Royalty-Free Music for Town Hall Videos
Choose background music that fits the company-wide communication

Town hall videos need music that supports the message without pulling attention away from the speaker. The track should feel calm, steady, and professional, especially when the video includes leadership updates, company news, team announcements, or a recorded all-hands meeting.
Choose music that stays behind the message
Town hall videos usually carry important information. The music needs to support clarity.
A strong town hall track should have a steady rhythm, clean arrangement, and low distraction. Soft piano, light ambient textures, subtle corporate music, and warm electronic beds often work well.
The track should give the video shape without making the message feel staged.
For example, a CEO update about company goals may need a calm, confident bed under the opening and closing. A quarterly all-hands recap may need a light track that keeps the edit moving between speaker clips, slides, and team footage.

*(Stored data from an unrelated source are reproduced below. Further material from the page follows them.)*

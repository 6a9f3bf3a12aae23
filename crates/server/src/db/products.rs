//! Product repository.
//!
//! Catalog CRUD lives elsewhere; the pipeline resolves products by ID when
//! items enter a cart, plus one insert used by the seeding CLI.

use grandeur_core::ProductId;
use rust_decimal::Decimal;
use sqlx::PgPool;

use super::RepositoryError;
use crate::models::Product;

/// Repository for read-only product lookups.
pub struct ProductRepository<'a> {
    pool: &'a PgPool,
}

impl<'a> ProductRepository<'a> {
    /// Create a new product repository.
    #[must_use]
    pub const fn new(pool: &'a PgPool) -> Self {
        Self { pool }
    }

    /// Get a product by its ID.
    ///
    /// # Errors
    ///
    /// Returns `RepositoryError::Database` if the query fails.
    pub async fn get_by_id(&self, id: ProductId) -> Result<Option<Product>, RepositoryError> {
        let product = sqlx::query_as::<_, Product>(
            r"
            SELECT id, name, price, image
            FROM store.product
            WHERE id = $1
            ",
        )
        .bind(id)
        .fetch_optional(self.pool)
        .await?;

        Ok(product)
    }

    /// Create a product. Used by the seeding CLI only.
    ///
    /// # Errors
    ///
    /// Returns `RepositoryError::Database` if the insert fails.
    pub async fn create(
        &self,
        name: &str,
        price: Decimal,
        image: Option<&str>,
    ) -> Result<Product, RepositoryError> {
        let product = sqlx::query_as::<_, Product>(
            r"
            INSERT INTO store.product (name, price, image)
            VALUES ($1, $2, $3)
            RETURNING id, name, price, image
            ",
        )
        .bind(name)
        .bind(price)
        .bind(image)
        .fetch_one(self.pool)
        .await?;

        Ok(product)
    }
}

The key is balance. The music should make the video feel finished, but the spoken message should stay first.
Match the track to the town hall format
A live town hall, a recorded update, and an edited recap need different music choices.
For a full meeting recording, use music only at the start, end, or transition points. Background music under long speaker sections can make the audio harder to follow.
For a short leadership update, a quiet track can run under the full video if it leaves enough room for voice. Keep the volume low and test the mix on laptop speakers, headphones, and a phone.
For an edited town hall recap, choose music with a little movement. The track can support clips of leadership, employee questions, slides, and team footage without turning the video into a promo.
Use the format as the guide:
- Full recording: intro, outro, and section breaks
- Short update: quiet bed under voice
- Recap edit: steady track with light movement
- Slide-led update: minimal music with clear space
- Founder message: warm, human, and restrained track
Check the license before the video gets shared
Town hall videos can stay internal, but the publishing path can change.
A team may upload the video to an internal portal, send it to employees, share it with a client, add it to a private YouTube link, or reuse a clip in a public company update. The music license needs to fit the actual use.
Audiodrome’s License covers use of music inside Projects such as corporate videos, presentations, ads, social content, client Projects, and online distribution, as long as the music stays embedded in the finished Project.
For a town hall workflow, keep a simple rights folder before publishing:
- track name
- purchase receipt
- license copy
- final video file
- notes on where the video will be shared
This gives the comms team, editor, or agency a clear record if the video gets reused later.
Best fit: calm royalty-free music for business communication
The best music for town hall videos is professional, clear, and low-friction to use.
For town hall videos, start with tracks that feel:
- calm
- focused
- steady
- warm
- clear
- lightly corporate
- voice-friendly
Skip tracks with sharp drops, busy percussion, heavy builds, or dramatic trailer-style endings. Those choices can make a leadership message feel too produced or too emotional.